Parlandone ad uno dei tanti incontri con il pubblico, Paolo Sorrentino ha detto ridendo che si tratta di un’opera senza trama. E in effetti Parthenope non è un film facile da seguire, apparendo come un discorso che perde spesso il filo.
Overdose
Parthenope è un susseguirsi di immagini (spettacolari anche grazie alla fotografia di Daria D’Antonio, che ribadisce tutto il suo talento dopo È stata la mano di Dio) di dialoghi, sospiri, suggestioni, pensieri. Gli stilemi sorrentiniani sono ben riconoscibili, ma la quantità del materiale proposto è massiccia. Eccessiva, persino per gli standard del regista napoletano. Un’overdose di pause, silenzi, primi piani, amori carnali che disorientano e annichiliscono più che incantare e stupire. In particolare, è l’opulenza di scene a rendere quelle più significative meno efficaci. Come se mancassero quei momenti “interlocutori” per preparare lo spettatore alle fasi cruciali del film. Anche la scrittura sembra mancare della leggerezza che ha sempre contraddistinto le sceneggiature di Sorrentino.
Parthenope è Napoli
Parthenope è tante facce. Di Napoli e della protagonista, con cui la città condivide le stesse origini etimologiche del nome, quindi anche la storia. Il personaggio interpretato da Celeste Dalla Porta (la sua grazia è la luce di questo film) cammina da una stanza all’altra della propria esistenza grazie ad una bellezza che “apre le porte”. Ogni stanza è un’esperienza di vita, la possibilità di un nuovo incontro.
Ma il film di Sorrentino non racconta la storia di una donna. Perché Parthenope non è una persona ma la personificazione di Napoli, presa dai bassifondi delle zone più popolari e mostrata al pubblico nella sua interezza. Dall’orrore dei sobborghi più poveri alla maestosità del suo lato borbonico. La protagonista nel ruolo di simbolo vivente, rimane infatti distante dallo spettatore, la sua caratterizzazione abbozzata. Una donna per certi aspetti incompiuta. Ingabbiata dai sensi di colpa e dalla paura di amare.
Sorrentino ci racconta anche la sofferenza e la fragilità del fratello di Parthenope (Raimondo/ Daniele Rienzo) ma è il Professor Marotta (Silvio Orlando) a spiccare fra tutti i personaggi.
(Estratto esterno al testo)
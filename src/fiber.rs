use tokio::task::JoinHandle;

use crate::effect::Effect;
use crate::exit::{Cause, Defect, Exit};

/// A running effect.
///
/// The effect executes on its own task, independently of whoever holds the
/// fiber. Dropping the fiber detaches it; only [`interrupt`](Self::interrupt)
/// cancels the execution.
#[derive(Debug)]
pub struct Fiber<A, E> {
    handle: JoinHandle<Exit<A, E>>,
}

impl<A, E> Fiber<A, E>
where
    A: Send + 'static,
    E: Send + 'static,
{
    /// Start executing an effect on the ambient tokio runtime.
    ///
    /// # Panics
    /// Panics when called outside of a tokio runtime.
    pub fn fork<R>(effect: Effect<A, E, R>, env: R) -> Self
    where
        R: Clone + Send + 'static,
    {
        Self { handle: tokio::spawn(effect.run_exit(env)) }
    }

    /// Cancel the execution.
    ///
    /// Joining an interrupted fiber yields `Cause::Interrupt`, unless it
    /// settled before the interruption took effect.
    pub fn interrupt(&self) {
        self.handle.abort();
    }

    /// Whether the execution has settled.
    pub fn is_finished(&self) -> bool {
        self.handle.is_finished()
    }

    /// Wait for the execution to settle.
    pub async fn join(self) -> Exit<A, E> {
        match self.handle.await {
            Ok(exit) => exit,
            Err(err) if err.is_cancelled() => Exit::Failure(Cause::Interrupt),
            Err(err) => match err.try_into_panic() {
                Ok(payload) => Exit::Failure(Cause::Die(Defect::from_panic(payload))),
                Err(_) => Exit::Failure(Cause::Interrupt),
            },
        }
    }
}

#[cfg(test)]
mod tests {
    use std::time::Duration;

    use super::*;

    #[tokio::test]
    async fn test_join() {
        let fiber = Fiber::fork(Effect::<_, ()>::succeed("done"), ());
        assert!(matches!(fiber.join().await, Exit::Success("done")));

        let fiber = Fiber::fork(Effect::<(), _>::fail(3), ());
        assert!(matches!(fiber.join().await, Exit::Failure(Cause::Fail(3))));
    }

    #[tokio::test]
    async fn test_interrupt() {
        let effect = Effect::<u8, ()>::from_future(|()| async {
            tokio::time::sleep(Duration::from_secs(60)).await;
            Ok(1)
        });

        let fiber = Fiber::fork(effect, ());
        fiber.interrupt();
        assert!(matches!(fiber.join().await, Exit::Failure(Cause::Interrupt)));
    }
}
L’unico di cui possiamo toccare con mano la tridimensionalità, quello meglio scritturato dall’autore napoletano.
In sintesi, Parthenope parla di Napoli, del suo miglior e peggior profilo. L’ultima opera di Sorrentino è tutto ciò che non aveva ancora detto della città natale. In questo film sembra però mancare il suo patrimonio umano, vero punto di forza in È stata la mano di dio. L’altra dedica di Sorrentino a Napoli. La prima e fin qui la migliore.